Evynnis ehrenbergii is a species of marine ray-finned fish belonging to the family Sparidae, which includes the seabreams and porgies. This species is found in the Eastern Atlantic Ocean and the Mediterranean Sea.

==Taxonomy==
Evynnis ehrenbergii was first formally described in 1830 as Pagrus ehrenbergii by the French zoologist Achille Valenciennes with its type locality given as the Mediterranean Sea off Egypt. The genus Evynnis is placed in the family Sparidae within the order Spariformes by the 5th edition of Fishes of the World. Some authorities classify this genus in the subfamily Sparidae, but the 5th edition of Fishes of the World does not recognise subfamilies within the Sparidae.

==Etymology==
Evynnis ehrenbergii has a specific name which honours Christian Gottfried Ehrenberg, the German biologist who first realised that this taxon was a different species from Argyrops spinifer from the Red Sea.

==Description==
Evynnis ehrenbergii has 11 or 12 spines and between 9 and 14 soft rays supporting the dorsal fin and 3 spines and 8 or 9 soft rays supporting the anal fin. This species has a deep body which is slightly laterally compressed. The dorsal profile of the body is arched while the ventral profile is straight in the middle but curves upwards towards the caudal peduncle The body is covered in large scales. It has a large head with a steep and curved dorsal profile with medium-sized eyes. The jaws are subequal in length and has canine-like teeth at the front, two in the upper jaw and six in the lower jaw, and molar-like teeth at the rear of both jaws. The first two spines of the dorsal fin are very short, while the third is elongated, particularly in younger fish. The body is purplish pink in colour with silvery tints on the sides and silvery whitish on the belly. Above and immediately below the lateral line there is a pattern of blue spots which become more distinct to the rear of the anal fin. The anal fin is blueish in colour while the caudal fin may be bright pink in colour. During the spawning season, the males become golden ochre in colour extending over the head and sometimes onto the back and flanks, but is most obvious on the snout. They also develop stripes above the eyes. This species has a maximum published total length of 43 cm and a maximum published weight of 1.2 kg.

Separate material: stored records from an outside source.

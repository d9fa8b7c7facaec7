//! Liveness and static reference data

use hyper::{Response, StatusCode};
use serde::Serialize;

use super::{json_response, FullBody};
use crate::model::Category;
use crate::server::AppState;

#[derive(Serialize)]
pub struct HealthResponse {
    pub healthy: bool,
    pub version: &'static str,
    /// Document store backend in use
    pub backend: &'static str,
    pub timestamp: String,
}

/// GET /health
pub fn health_check(state: &AppState) -> Response<FullBody> {
    json_response(
        StatusCode::OK,
        &HealthResponse {
            healthy: true,
            version: env!("CARGO_PKG_VERSION"),
            backend: state.backend,
            timestamp: chrono::Utc::now().to_rfc3339(),
        },
    )
}

/// GET /categories
pub fn handle_categories() -> Response<FullBody> {
    json_response(StatusCode::OK, &Category::ALL)
}
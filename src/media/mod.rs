//! Image storage collaborator
//!
//! Images go to an external object store through an unsigned multipart
//! upload (`file` plus `upload_preset`). The store answers with a
//! `secure_url`, which becomes the post's `imageRef`.

use async_trait::async_trait;
use reqwest::multipart::{Form, Part};
use reqwest::Client;
use serde::Deserialize;
use std::time::Duration;
use tracing::{info, warn};

use crate::types::{BoardError, Result};

/// External blob store for post images
#[async_trait]
pub trait ImageStore: Send + Sync {
    /// Upload an image and return its retrievable URL
    async fn upload(&self, file_name: &str, content_type: &str, bytes: Vec<u8>) -> Result<String>;
}

/// Unsigned-upload HTTP object store
pub struct HttpImageStore {
    client: Client,
    upload_url: String,
    preset: String,
}

#[derive(Debug, Deserialize)]
struct UploadResponse {
    secure_url: String,
}

impl HttpImageStore {
    pub fn new(
        upload_url: impl Into<String>,
        preset: impl Into<String>,
        timeout: Duration,
    ) -> Result<Self> {
        let client = Client::builder()
            .timeout(timeout)
            .build()
            .map_err(|e| BoardError::Config(format!("Failed to create upload client: {}", e)))?;

        Ok(Self {
            client,
            upload_url: upload_url.into(),
            preset: preset.into(),
        })
    }
}

#[async_trait]
impl ImageStore for HttpImageStore {
    async fn upload(&self, file_name: &str, content_type: &str, bytes: Vec<u8>) -> Result<String> {
        if bytes.is_empty() {
            return Err(BoardError::BadRequest("Image body is empty".into()));
        }
        if !content_type.starts_with("image/") {
            return Err(BoardError::BadRequest(format!(
                "Unsupported content type: {}",
                content_type
            )));
        }

        let size = bytes.len();
        let part = Part::bytes(bytes)
            .file_name(file_name.to_string())
            .mime_str(content_type)
            .map_err(|e| BoardError::BadRequest(format!("Invalid content type: {}", e)))?;
        let form = Form::new()
            .part("file", part)
            .text("upload_preset", self.preset.clone());

        let response = self
            .client
            .post(&self.upload_url)
            .multipart(form)
            .send()
            .await
            .map_err(|e| BoardError::Upload(e.to_string()))?;

        if !response.status().is_success() {
            let status = response.status();
            let body = response.text().await.unwrap_or_default();
            warn!("Image upload of {} rejected: HTTP {}", file_name, status);
            return Err(BoardError::Upload(format!("HTTP {}: {}", status, body)));
        }

        let uploaded: UploadResponse = response
            .json()
            .await
            .map_err(|e| BoardError::Upload(format!("Malformed upload response: {}", e)))?;

        info!("Uploaded image {} ({} bytes)", file_name, size);
        Ok(uploaded.secure_url)
    }
}

#[cfg(test)]
mod tests {
    use super::*;

    #[tokio::test]
    async fn test_rejects_non_image_before_sending() {
        // Unroutable URL: validation must fail before any request is made
        let store = HttpImageStore::new("http://127.0.0.1:9/upload", "blog_preset", Duration::from_secs(1))
            .unwrap();

        let err = store
            .upload("notes.txt", "text/plain", b"hello".to_vec())
            .await
            .unwrap_err();
        assert!(matches!(err, BoardError::BadRequest(_)));

        let err = store.upload("a.png", "image/png", Vec::new()).await.unwrap_err();
        assert!(matches!(err, BoardError::BadRequest(_)));
    }
}
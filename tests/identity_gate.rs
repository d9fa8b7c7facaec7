//! Integration tests for the identity gate and admin directory

use campus_board::directory::Directory;
use campus_board::identity::{
    resolve, IdentityGate, LocalSessions, Resolution, Session, DISABLED_MESSAGE,
};
use campus_board::model::Role;
use campus_board::store::MemoryStore;
use futures::StreamExt;
use std::sync::Arc;
use std::time::Duration;
use tokio::time::timeout;

const WAIT: Duration = Duration::from_secs(2);

fn session(uid: &str, email: &str) -> Session {
    Session {
        uid: uid.into(),
        email: email.into(),
    }
}

#[tokio::test]
async fn test_disabling_signs_principal_out_on_next_evaluation() {
    let store = Arc::new(MemoryStore::new());
    let directory = Directory::new(store);
    directory
        .register("uid-b", "b@x.com", Role::Student)
        .await
        .unwrap();

    let sessions = Arc::new(LocalSessions::new());
    sessions.sign_in(session("uid-b", "b@x.com"));
    let gate = IdentityGate::spawn(sessions.clone(), directory.clone());

    let active = timeout(WAIT, gate.wait_for(|s| s.current_user.is_some()))
        .await
        .unwrap();
    assert_eq!(active.user_role, Some(Role::Student));

    directory.set_disabled("uid-b", true).await.unwrap();

    // No push: state is unchanged until the gate evaluates again
    assert!(gate.current().current_user.is_some());

    sessions.refresh();
    let blocked = timeout(WAIT, gate.wait_for(|s| s.blocked.is_some()))
        .await
        .unwrap();
    assert!(blocked.current_user.is_none());
    assert!(blocked.user_role.is_none());
    assert_eq!(blocked.blocked.as_deref(), Some(DISABLED_MESSAGE));

    // The session was terminated at the source
    let signed_out = timeout(WAIT, async {
        loop {
            if sessions.current().is_none() {
                break;
            }
            tokio::task::yield_now().await;
        }
    })
    .await;
    assert!(signed_out.is_ok());
}

#[tokio::test]
async fn test_disabled_principal_cannot_sign_back_in() {
    let store = Arc::new(MemoryStore::new());
    let directory = Directory::new(store);
    directory
        .register("uid-b", "b@x.com", Role::Staff)
        .await
        .unwrap();
    directory.set_disabled("uid-b", true).await.unwrap();

    let sessions = Arc::new(LocalSessions::new());
    let gate = IdentityGate::spawn(sessions.clone(), directory.clone());
    timeout(WAIT, gate.wait_for(|s| !s.loading)).await.unwrap();

    sessions.sign_in(session("uid-b", "b@x.com"));
    let state = timeout(WAIT, gate.wait_for(|s| s.blocked.is_some()))
        .await
        .unwrap();
    assert!(state.current_user.is_none());

    // Re-enabled principals get through again
    directory.set_disabled("uid-b", false).await.unwrap();
    sessions.sign_in(session("uid-b", "b@x.com"));
    let state = timeout(WAIT, gate.wait_for(|s| s.current_user.is_some()))
        .await
        .unwrap();
    assert!(state.blocked.is_none());
    assert_eq!(state.user_email.as_deref(), Some("b@x.com"));
}

#[tokio::test]
async fn test_resolve_outcomes() {
    let store = Arc::new(MemoryStore::new());
    let directory = Directory::new(store);
    directory
        .register("uid-a", "a@x.com", Role::Administrator)
        .await
        .unwrap();

    assert!(matches!(
        resolve(&directory, &session("uid-a", "a@x.com")).await,
        Resolution::Active(_)
    ));
    assert!(matches!(
        resolve(&directory, &session("uid-z", "z@x.com")).await,
        Resolution::Unregistered
    ));

    directory.set_disabled("uid-a", true).await.unwrap();
    assert!(matches!(
        resolve(&directory, &session("uid-a", "a@x.com")).await,
        Resolution::Disabled(_)
    ));
}

#[tokio::test]
async fn test_directory_stream_lists_principals() {
    let store = Arc::new(MemoryStore::new());
    let directory = Directory::new(store);
    let mut live = directory.stream_principals().await.unwrap();
    assert!(timeout(WAIT, live.next()).await.unwrap().unwrap().unwrap().is_empty());

    directory
        .register("uid-a", "a@x.com", Role::Faculty)
        .await
        .unwrap();
    let snapshot = timeout(WAIT, live.next()).await.unwrap().unwrap().unwrap();
    assert_eq!(snapshot.len(), 1);
    assert_eq!(snapshot[0].id, "uid-a");
    assert_eq!(snapshot[0].role, Role::Faculty);
    assert!(!snapshot[0].disabled);
}
//! Rust surface of the Google Play services SDKs the adapters consume.
//!
//! The host platform layer implements these traits over the real SDKs and
//! hands them to the composition root. Every field read from the SDK is
//! optional because the SDK may return null anywhere.

pub mod mlkit;
pub mod sign_in;
/// Lifecycle of a capability handle.
#[derive(Debug, Clone, Copy, PartialEq, Eq)]
pub enum CapabilityState {
    Unconfigured,
    Active,
    Stopped,
}

/// Exclusive owner of at most one live vendor client.
///
/// The adapter that holds the slot is the only writer; `install` is called by
/// `configure`/`initialize` and `release` by `stop`/`sign_out`.
#[derive(Debug)]
pub struct ClientSlot<C> {
    state: SlotState<C>,
}

#[derive(Debug)]
enum SlotState<C> {
    Unconfigured,
    Active(C),
    Stopped,
}

impl<C> ClientSlot<C> {
    pub fn new() -> Self {
        Self {
            state: SlotState::Unconfigured,
        }
    }

    /// Stores a new client and hands back the one it replaces, if any.
    pub fn install(&mut self, client: C) -> Option<C> {
        match std::mem::replace(&mut self.state, SlotState::Active(client)) {
            SlotState::Active(previous) => Some(previous),
            _ => None,
        }
    }

    /// Takes the live client out. A slot that never held one stays unconfigured.
    pub fn release(&mut self) -> Option<C> {
        match std::mem::replace(&mut self.state, SlotState::Stopped) {
            SlotState::Active(client) => Some(client),
            SlotState::Unconfigured => {
                self.state = SlotState::Unconfigured;
                None
            }
            SlotState::Stopped => None,
        }
    }

    pub fn active(&self) -> Option<&C> {
        match &self.state {
            SlotState::Active(client) => Some(client),
            _ => None,
        }
    }

    pub fn is_active(&self) -> bool {
        matches!(self.state, SlotState::Active(_))
    }

    pub fn state(&self) -> CapabilityState {
        match self.state {
            SlotState::Unconfigured => CapabilityState::Unconfigured,
            SlotState::Active(_) => CapabilityState::Active,
            SlotState::Stopped => CapabilityState::Stopped,
        }
    }
}

impl<C> Default for ClientSlot<C> {
    fn default() -> Self {
        Self::new()
    }
}
use crate::domain::auth::services::AuthProvider;
use crate::domain::detection::services::ObjectDetector;
use crate::domain::shared::value_objects::StoreIdentifier;

use super::errors::FactoryError;

/// Builds the auth adapter for a store. The returned instance is unconfigured.
pub trait AuthProviderFactory: Send + Sync {
    fn create(&self, store: &StoreIdentifier) -> Result<Box<dyn AuthProvider>, FactoryError>;
}

/// Builds the detection adapter for a store. The returned instance is uninitialized.
pub trait ObjectDetectorFactory: Send + Sync {
    fn create(&self, store: &StoreIdentifier) -> Result<Box<dyn ObjectDetector>, FactoryError>;
}
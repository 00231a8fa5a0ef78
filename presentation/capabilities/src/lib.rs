//! Composition root for the vendor-neutral auth and object detection
//! capabilities.
//!
//! - config/: store identifier and detection tuning read from the environment
//! - setup/: vendor bindings, provider registries, factories and bootstrap
//!
//! Each build flavor enables the `gms` feature, the `hms` feature or both.
//! The first registered vendor serves stores this binary does not recognize.

#[cfg(not(any(feature = "gms", feature = "hms")))]
compile_error!("enable at least one vendor feature: `gms` or `hms`");

pub mod config {
    pub mod app_config;
    pub mod detection_config;
    pub mod store_config;
}

pub mod setup {
    pub mod bindings;
    pub mod dependency_injection;
    pub mod registry;
    pub mod telemetry;
    pub mod factory {
        pub mod auth;
        pub mod detection;
    }

    #[cfg(all(test, feature = "gms", feature = "hms"))]
    pub(crate) mod test_support;
}

pub use config::app_config::AppConfig;
pub use setup::bindings::VendorBindings;
pub use setup::dependency_injection::{CapabilityContainer, bootstrap};
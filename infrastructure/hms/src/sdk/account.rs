use std::sync::Arc;

use async_trait::async_trait;

use business::domain::auth::value_objects::{PlatformContext, SignInIntent, SignInResultData};

/// Account Kit result codes the auth adapter maps.
pub mod status_codes {
    pub const INTERNAL_ERROR: i32 = 2003;
    pub const INVALID_ACCOUNT: i32 = 2004;
    pub const NETWORK_ERROR: i32 = 2005;
    pub const SIGN_IN_CANCELLED: i32 = 2012;
}

#[derive(Debug, Clone, Copy, PartialEq, Eq)]
pub enum AuthScope {
    Email,
    Profile,
    IdToken,
}

/// `AccountAuthParams`, built the way `AccountAuthParamsHelper` does.
#[derive(Debug, Clone, PartialEq, Eq)]
pub struct AccountAuthParams {
    pub scopes: Vec<AuthScope>,
}

impl AccountAuthParams {
    /// `DEFAULT_AUTH_REQUEST_PARAM`: openId/unionId only.
    pub fn default_auth_request() -> Self {
        Self { scopes: Vec::new() }
    }

    pub fn with_scope(mut self, scope: AuthScope) -> Self {
        if !self.scopes.contains(&scope) {
            self.scopes.push(scope);
        }
        self
    }

    pub fn requests(&self, scope: AuthScope) -> bool {
        self.scopes.contains(&scope)
    }
}

/// `AuthAccount`. `union_id` is stable across all apps of one developer.
#[derive(Debug, Clone, Default, PartialEq)]
pub struct AuthAccount {
    pub union_id: Option<String>,
    pub open_id: Option<String>,
    pub email: Option<String>,
    pub display_name: Option<String>,
    pub avatar_uri: Option<String>,
}

#[derive(Debug, Clone, PartialEq, Eq, thiserror::Error)]
#[error("ApiException {status_code}: {message}")]
pub struct HmsApiException {
    pub status_code: i32,
    pub message: String,
}

#[derive(Debug, Clone, PartialEq, Eq, thiserror::Error)]
pub enum HmsError {
    #[error(transparent)]
    Api(#[from] HmsApiException),
    #[error("{0}")]
    Runtime(String),
}

/// `AccountAuthService`.
#[async_trait]
pub trait AccountAuthService: Send + Sync {
    fn sign_in_intent(&self) -> SignInIntent;

    async fn sign_out(&self) -> Result<(), HmsError>;

    /// `AccountAuthManager.parseAuthResultFromIntent`, awaited.
    async fn parse_auth_result(
        &self,
        data: SignInResultData,
    ) -> Result<Option<AuthAccount>, HmsError>;
}

/// `AccountAuthManager` entry point.
pub trait AccountAuthManager: Send + Sync {
    fn service(
        &self,
        context: &PlatformContext,
        params: AccountAuthParams,
    ) -> Arc<dyn AccountAuthService>;
}
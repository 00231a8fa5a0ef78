use std::env;

use business::domain::shared::value_objects::StoreIdentifier;

/// Store flavor captured when the binary was built, if any.
const BUILD_STORE_IDENTIFIER: Option<&str> = option_env!("STORE_IDENTIFIER");

/// Which store this process was shipped through.
#[derive(Debug, Clone, PartialEq, Eq)]
pub struct StoreConfig {
    pub store: StoreIdentifier,
}

impl StoreConfig {
    /// Load the store identifier
    ///
    /// Resolution order:
    /// - STORE_IDENTIFIER environment variable at runtime
    /// - STORE_IDENTIFIER captured at build time
    /// - empty, which the factories treat as unrecognized
    pub fn from_env() -> Self {
        Self::resolve(env::var("STORE_IDENTIFIER").ok(), BUILD_STORE_IDENTIFIER)
    }

    fn resolve(runtime: Option<String>, build_time: Option<&str>) -> Self {
        let raw = runtime
            .filter(|value| !value.trim().is_empty())
            .or_else(|| build_time.map(str::to_string))
            .unwrap_or_default();

        Self {
            store: StoreIdentifier::parse(&raw),
        }
    }
}
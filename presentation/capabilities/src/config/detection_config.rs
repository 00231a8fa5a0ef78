use std::env;

use business::domain::detection::value_objects::ScanSettings;

/// Detection tuning for scan sessions.
#[derive(Debug, Clone, Copy, PartialEq)]
pub struct DetectionConfig {
    pub min_label_confidence: f32,
}

impl DetectionConfig {
    /// Load detection configuration from environment variables
    ///
    /// Environment variables:
    /// - DETECTION_MIN_CONFIDENCE: labels below this confidence are dropped (default: "0.0")
    pub fn from_env() -> Self {
        Self::parse(env::var("DETECTION_MIN_CONFIDENCE").ok().as_deref())
    }

    fn parse(raw: Option<&str>) -> Self {
        let min_label_confidence = raw
            .and_then(|value| value.trim().parse::<f32>().ok())
            .filter(|value| value.is_finite())
            .map(|value| value.clamp(0.0, 1.0))
            .unwrap_or(0.0);

        Self {
            min_label_confidence,
        }
    }

    pub fn scan_settings(&self) -> ScanSettings {
        ScanSettings {
            min_label_confidence: self.min_label_confidence,
        }
    }
}

impl Default for DetectionConfig {
    fn default() -> Self {
        Self::parse(None)
    }
}
//! Huawei Mobile Services adapters: Account Kit sign-in and ML Kit object analysis.

pub mod auth;
pub mod detection;
pub mod sdk;

pub use auth::HuaweiAuthProvider;
pub use detection::HuaweiObjectDetector;
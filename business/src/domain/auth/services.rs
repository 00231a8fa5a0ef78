use async_trait::async_trait;

use super::errors::AuthError;
use super::model::AuthOutcome;
use super::value_objects::{PlatformContext, SignInIntent, SignInResultData};

/// Completion callback for [`AuthProvider::sign_out`]. Invoked exactly once.
pub type SignOutCallback = Box<dyn FnOnce() + Send + 'static>;

/// Identity sign-in capability. The rest of the application only talks to this.
#[async_trait]
pub trait AuthProvider: Send + Sync {
    /// Builds the vendor client for `context` with the email and profile scopes.
    /// Must precede every other call.
    fn configure(&mut self, context: &PlatformContext);

    fn sign_in_intent(&self) -> Result<SignInIntent, AuthError>;

    /// Best-effort session invalidation. `on_complete` fires once whether or not
    /// a client exists and whether or not the vendor call fails.
    fn sign_out(&mut self, on_complete: SignOutCallback);

    /// Turns the host's activity-result payload into exactly one outcome.
    /// Only errors when called before `configure`.
    async fn handle_sign_in_result(
        &self,
        result: SignInResultData,
    ) -> Result<AuthOutcome, AuthError>;

    fn provider_name(&self) -> &'static str;
}
use business::domain::logger::Logger;
use tracing::{debug, error, info, warn};

const TARGET: &str = "capabilities";

/// [`Logger`] port backed by `tracing`.
///
/// Events are emitted under the `capabilities` target with a `scope` field
/// naming the area of the layer that logged them (`auth`, `detection`, ...).
#[derive(Debug, Clone, Copy, PartialEq, Eq)]
pub struct TracingLogger {
    scope: &'static str,
}

impl TracingLogger {
    pub const fn new(scope: &'static str) -> Self {
        Self { scope }
    }

    pub fn scope(&self) -> &'static str {
        self.scope
    }
}

impl Default for TracingLogger {
    fn default() -> Self {
        Self::new("core")
    }
}

impl Logger for TracingLogger {
    fn info(&self, message: &str) {
        info!(target: TARGET, scope = self.scope, "{}", message);
    }
    fn warn(&self, message: &str) {
        warn!(target: TARGET, scope = self.scope, "{}", message);
    }
    fn error(&self, message: &str) {
        error!(target: TARGET, scope = self.scope, "{}", message);
    }
    fn debug(&self, message: &str) {
        debug!(target: TARGET, scope = self.scope, "{}", message);
    }
}
use std::sync::Arc;

use business::domain::capability::errors::FactoryError;
use business::domain::logger::Logger;
use business::domain::shared::value_objects::{StoreIdentifier, Vendor};

use crate::setup::bindings::{BindingError, VendorBindings};

/// Compile-time table from vendor to adapter constructor.
///
/// Entry order matters: the first entry is the fallback for stores this
/// binary does not know.
pub struct ProviderRegistry<T: ?Sized + 'static> {
    capability: &'static str,
    entries: &'static [(
        Vendor,
        fn(&VendorBindings, Arc<dyn Logger>) -> Result<Box<T>, BindingError>,
    )],
}

impl<T: ?Sized + 'static> ProviderRegistry<T> {
    pub const fn new(
        capability: &'static str,
        entries: &'static [(
            Vendor,
            fn(&VendorBindings, Arc<dyn Logger>) -> Result<Box<T>, BindingError>,
        )],
    ) -> Self {
        Self {
            capability,
            entries,
        }
    }

    pub fn vendors(&self) -> impl Iterator<Item = Vendor> + '_ {
        self.entries.iter().map(|(vendor, _)| *vendor)
    }

    pub fn resolve(
        &self,
        store: &StoreIdentifier,
        bindings: &VendorBindings,
        logger: &Arc<dyn Logger>,
    ) -> Result<Box<T>, FactoryError> {
        let requested = store
            .vendor()
            .and_then(|wanted| self.entries.iter().find(|(vendor, _)| *vendor == wanted));

        let (vendor, construct) = match requested {
            Some(entry) => entry,
            None => {
                let fallback = self.entries.first().ok_or_else(|| {
                    FactoryError::provider_instantiation_failed(
                        store.clone(),
                        BindingError::NoProviders,
                    )
                })?;
                logger.warn(&format!(
                    "Unrecognized store identifier '{}' for {}, falling back to {}",
                    store, self.capability, fallback.0
                ));
                fallback
            }
        };

        logger.debug(&format!("Creating {} {} provider", vendor, self.capability));

        construct(bindings, logger.clone())
            .map_err(|cause| FactoryError::provider_instantiation_failed(store.clone(), cause))
    }
}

==Distribution and habitat==
Evynnis ehrenbergii is found in the Mediterranean Sea and in the eastern AtlanticOcean along the coast of West Africa. This species prefers warmer waters where it is found at depths between 30 and 50 m over sand or mud bottoms.

==Biology==
Evynnis ehrenbergii spawns in the late spring. This species feeds on bivalves and gastropods, decapod crustaceans and fish, they will also prey on octopuses and worms.

==Fisheries==
Evynnis ehrenbergii is caught using trawl nets.